News, Science

Scientists Make Batteries From Packing Peanuts

Image: Airman 1st Class Alystria Maurer
Airman 1st Class Derek Barbour, 28th Logistics Readiness Squadron packing and crating technician, pours packing peanuts into a box during the packing of an aircraft part at Ellsworth Air Force Base. Image: Airman 1st Class Alystria Maurer

A team of researchers from Purdue University in the United States has found a way to use pesky packing peanuts to make rechargeable batteries.

When Professor Vilas Pol and his research assistants were setting up their new laboratory, they found the boxes the equipment came in were filled with hundreds of little polystyrene pieces known as packing peanuts.

Packing peanuts are a popular and effective way to protect all sorts of fragile items – from TVs to dishes – when they’re being moved, stored or delivered. Unfortunately, most packing peanuts eventually end up in landfills where they can take decades to break down. When they do break down, they contaminate the soil and water with chemicals and detergents.

Professor Pol, a chemical engineer, asked his team to help find a better way to dispose of old packing peanuts. The scientists discovered that when they heated the peanuts in a very hot furnace – between 500 and 900 degrees Celsius – they turned into a carbon-based material that could be flattened into very thin sheets.

These microsheets can be used to make anodes, a key part of rechargeable lithium-ion batteries. (The anode is where electrically charged molecules called lithium ions are stored when a battery is recharged.)

Anodes are usually made from graphite. However, anodes made from recycled packing peanuts are cheaper to make, less harmful to the environment, and work better than traditional graphite anodes.

Lithium-ion batteries are used in many electronic devices, including smartphones, laptops, cameras and even electric cars. Anodes made from packing peanuts could be ready for commercial use within two years.

CURRICULUM CONNECTIONS
By Jonathan Tilly

Writing/Discussion Prompt
Professor Pol was able to take a material with a harmful environmental impact (packing peanuts) and turn it into something positive. He and his team were able to look at a problem and discover a helpful and creative solution.

How do you practise problem solving? What is the most important part of problem solving successfully?

Reading Prompt: Reading Fluently
Reading fluently is a skill that refers to the speed and flow of reading.

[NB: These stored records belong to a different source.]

//! MagicaVoxel `.vox` importer (spec.md §6, optional), grounded on
//! `original_source/streams/vox/vox_data.cpp`: a manual chunk-walking
//! reader for `SIZE/XYZI/RGBA/nTRN/nGRP/nSHP/LAYR/MATL`, the packed
//! rotation-byte decoder, and the single-scene-root validation pass. Byte
//! parsing follows `wire.rs`'s style — a small bounds-checked cursor
//! rather than pulling in a parser-combinator crate, since the format is
//! a flat sequence of fixed-size fields and length-prefixed blobs.

use std::collections::HashMap;

#[derive(Debug, thiserror::Error)]
pub enum VoxError {
    #[error("not a .vox file (bad magic)")]
    BadMagic,
    #[error("unsupported .vox version {0}")]
    UnsupportedVersion(u32),
    #[error("unexpected end of file, needed {need} more bytes at offset {at}")]
    Truncated { need: usize, at: usize },
    #[error("invalid string length {0}")]
    InvalidStringLength(i32),
    #[error("string is not valid UTF-8")]
    InvalidStringEncoding,
    #[error("invalid dictionary entry count {0}")]
    InvalidDictLength(i32),
    #[error("model size {0:?} exceeds the 256-voxel MagicaVoxel limit on an axis")]
    ModelTooLarge(glam::IVec3),
    #[error("voxel position {pos:?} is outside model bounds {size:?}")]
    VoxelOutOfBounds { pos: glam::IVec3, size: glam::IVec3 },
    #[error("scene node id {0} is defined twice")]
    DuplicateNodeId(i32),
    #[error("nTRN frame count {0} is not 1 (animated vox files are not supported)")]
    UnsupportedFrameCount(i32),
    #[error("nSHP model count {0} is not 1 (multi-model shapes are not supported)")]
    UnsupportedModelCount(i32),
    #[error("scene graph references missing node {0}")]
    MissingNode(i32),
    #[error("scene graph references missing layer {0}")]
    MissingLayer(i32),
    #[error("layer id {0} is defined twice")]
    DuplicateLayerId(i32),
    #[error("material id {0} is defined twice")]
    DuplicateMaterialId(i32),
    #[error("material id {0} is out of range for a 256-entry palette")]
    MaterialIdOutOfRange(i32),
    #[error("scene graph has more than one root node ({first} and {second})")]
    MultipleRoots { first: i32, second: i32 },
    #[error("scene graph has no root node (likely a reference cycle)")]
    NoRoot,
}

type VoxResult<T> = Result<T, VoxError>;

/// MagicaVoxel's 256-entry default palette, used whenever a file carries
/// no `RGBA` chunk of its own.
pub const DEFAULT_PALETTE: [Color8; 256] = build_default_palette();

#[derive(Debug, Clone, Copy, PartialEq, Eq, Default)]
pub struct Color8 {
    pub r: u8,
    pub g: u8,
    pub b: u8,
    pub a: u8,
}
//! `MeshMap`: per-LOD map of `position -> MeshBlock` (spec.md §3/§4.7).

use std::collections::HashMap;
use std::sync::Arc;

use parking_lot::RwLock;
use rustc_hash::FxHashMap;

use crate::math::ChunkPos;

use super::block::MeshBlock;

pub struct MeshMap {
    blocks: RwLock<FxHashMap<ChunkPos, Arc<MeshBlock>>>,
    lod_index: u8,
}

impl MeshMap {
    pub fn new(lod_index: u8) -> Self {
        Self {
            blocks: RwLock::new(HashMap::default()),
            lod_index,
        }
    }

    pub fn lod_index(&self) -> u8 {
        self.lod_index
    }

    pub fn get_or_insert(&self, pos: ChunkPos) -> Arc<MeshBlock> {
        if let Some(existing) = self.blocks.read().get(&pos) {
            return existing.clone();
        }
        self.blocks
            .write()
            .entry(pos)
            .or_insert_with(|| Arc::new(MeshBlock::new()))
            .clone()
    }

    pub fn get(&self, pos: ChunkPos) -> Option<Arc<MeshBlock>> {
        self.blocks.read().get(&pos).cloned()
    }

    pub fn remove(&self, pos: ChunkPos) -> Option<Arc<MeshBlock>> {
        self.blocks.write().remove(&pos)
    }

    pub fn positions(&self) -> Vec<ChunkPos> {
        self.blocks.read().keys().copied().collect()
    }

    /// Snapshot of every resident `(position, block)` pair, used by the
    /// applier's throttled collider sweep (spec.md §4.12 step 2).
    pub fn entries(&self) -> Vec<(ChunkPos, Arc<MeshBlock>)> {
        self.blocks.read().iter().map(|(pos, block)| (*pos, block.clone())).collect()
    }

    pub fn active_positions(&self) -> Vec<ChunkPos> {
        self.blocks
            .read()
            .iter()
            .filter(|(_, b)| b.active.load(std::sync::atomic::Ordering::SeqCst))
            .map(|(pos, _)| *pos)
            .collect()
    }
}

#[cfg(test)]
mod tests {
    use super::*;

    #[test]
    fn get_or_insert_is_idempotent() {
        let map = MeshMap::new(0);
        let pos = ChunkPos::new(1, 1, 1);
        let a = map.get_or_insert(pos);
        let b = map.get_or_insert(pos);
        assert!(Arc::ptr_eq(&a, &b));
    }

    #[test]
    fn active_positions_reflects_flag() {
        let map = MeshMap::new(0);
        let pos = ChunkPos::new(0, 0, 0);
        let block = map.get_or_insert(pos);
        assert!(map.active_positions().is_empty());
        block.active.store(true, std::sync::atomic::Ordering::SeqCst);
        assert_eq!(map.active_positions(), vec![pos]);
    }
}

When reading is choppy, too fast, or too slow, it becomes difficult to understand.

Reread today’s article. How did the fluency of your reading change the second time? Does a reader’s fluency improve each time he/she re-reads an article?
Is their a limit to a reader’s fluency?

Primary
Read appropriate texts at a sufficient rate and with sufficient expression to convey the sense of the text readily to the reader and an audience (OME, Reading: 3.3).

Junior
Read appropriate texts with expression and confidence, adjusting reading strategies and reading rate to match the form and purpose (OME, Reading: 3.3).

Intermediate
Read appropriate texts with expression and confidence, adjusting reading strategies and reading rate to match the form and purpose (OME, Reading: 3.3).

Language Feature: Alliteration
Alliteration is a device that is often used playfully by writers in order to maintain the reader’s attention. Alliteration describes the technique where the beginning sounds of words are repeated. Today’s article includes three examples: (1) pesky packing peanuts, (2) polystyrene pieces, (3) Professor Pol).

Can you think of your own alliteration to describe packing peanuts?

______________________ packing peanuts.